While this method provides a high level of protection, it still allows you to run applications like WordPress and make them accessible outside your local network. However, be aware that high bandwidth applications, such as Nextcloud, may violate Cloudflare’s terms and conditions due to the limited bandwidth allowed through a tunnel. Cloudflare does not specify what that bandwidth limit is.

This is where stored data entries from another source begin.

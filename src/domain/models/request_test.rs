use strum::IntoEnumIterator;

use super::ComplexityLevel;
use super::GenerationRequest;
use super::Industry;
use super::DEFAULT_FOCUS_AREA;

#[test]
fn it_keeps_a_provided_focus_area() {
    let request = GenerationRequest::build(
        Industry::FinTech,
        ComplexityLevel::Advanced,
        "Latency-sensitive order routing",
    );

    assert_eq!(request.industry, Industry::FinTech);
    assert_eq!(request.complexity, ComplexityLevel::Advanced);
    assert_eq!(request.focus_area, "Latency-sensitive order routing");
}

#[test]
fn it_defaults_an_empty_focus_area() {
    let request = GenerationRequest::build(Industry::FinTech, ComplexityLevel::Advanced, "");
    assert_eq!(request.focus_area, DEFAULT_FOCUS_AREA);
}

#[test]
fn it_defaults_a_whitespace_focus_area() {
    let request = GenerationRequest::build(Industry::Healthcare, ComplexityLevel::Expert, "   \t ");
    assert_eq!(request.focus_area, DEFAULT_FOCUS_AREA);
}

#[test]
fn it_trims_a_padded_focus_area() {
    let request =
        GenerationRequest::build(Industry::EdTech, ComplexityLevel::Intermediate, "  GraphQL  ");
    assert_eq!(request.focus_area, "GraphQL");
}

#[test]
fn it_embeds_every_field_in_the_prompt() {
    let request = GenerationRequest::build(
        Industry::Iot,
        ComplexityLevel::Expert,
        "Edge telemetry pipelines",
    );
    let prompt = request.to_prompt();

    assert!(prompt.contains("Target Industry: Internet of Things (IoT)"));
    assert!(prompt.contains("Complexity Level: Expert"));
    assert!(prompt.contains("Technical Focus: Edge telemetry pipelines"));
    assert!(prompt.starts_with("Act as a Senior Principal Software Architect."));
}

#[test]
fn it_displays_industry_labels() {
    assert_eq!(Industry::AiMl.to_string(), "AI & Machine Learning");
    assert_eq!(Industry::ArVr.to_string(), "AR / VR / Metaverse");
    assert_eq!(Industry::ECommerce.to_string(), "E-Commerce");
    assert_eq!(Industry::FinTech.to_string(), "FinTech");
    assert_eq!(Industry::CloudInfra.to_string(), "Cloud & Infrastructure");
}

#[test]
fn it_lists_fifteen_industries() {
    assert_eq!(Industry::iter().count(), 15);
}

#[test]
fn it_builds_a_summary_label() {
    let request = GenerationRequest::build(Industry::DevOps, ComplexityLevel::Intermediate, "");
    assert_eq!(request.summary(), "DevOps & Automation / Intermediate");
}
pub mod generators;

It is also impossible to allow iOS or Android apps to access your home network from outside using a Cloudflare tunnel.
3. Open System:
This is the most flexible solution but requires the most maintenance. It will allow access to your resources from anywhere on the web. Selecting this alternative requires more maintenance and increases your vulnerability to attack but allows for the greatest flexibility. With this option, there is no issue with applications such as hosting Nextcloud. It is also possible to grant mobile apps such as Home Assistant, Frigate, and zmNinja access to their host’s data without providing full access to the web interface.
Cloudflare Account
For option 2, you will need a Cloudflare account. For option 3 a Cloudflare account is not strictly necessary but makes it a lot easier to set up and can include certificates for HTTPS. I strongly advise you to set up 2FA with your Cloudflare login. (A password manager is essential if you haven’t already got one. I use and recommend Bitwarden.) When used with 2FA Bitwarden places the Time-based one-time password (TOTP) into the clipboard after you have logged in ready for you to paste into the application.) The next action is to set up your domain on Cloudflare.
Please note
When using Cloudflare with tunnels the T&Cs restrict you to using HTTP(S)/UNIX/TCP and SSH protocols.
If you are using Cloudflare proxies with or without tunnels, then Cloudflare can see all the data passing through the proxy.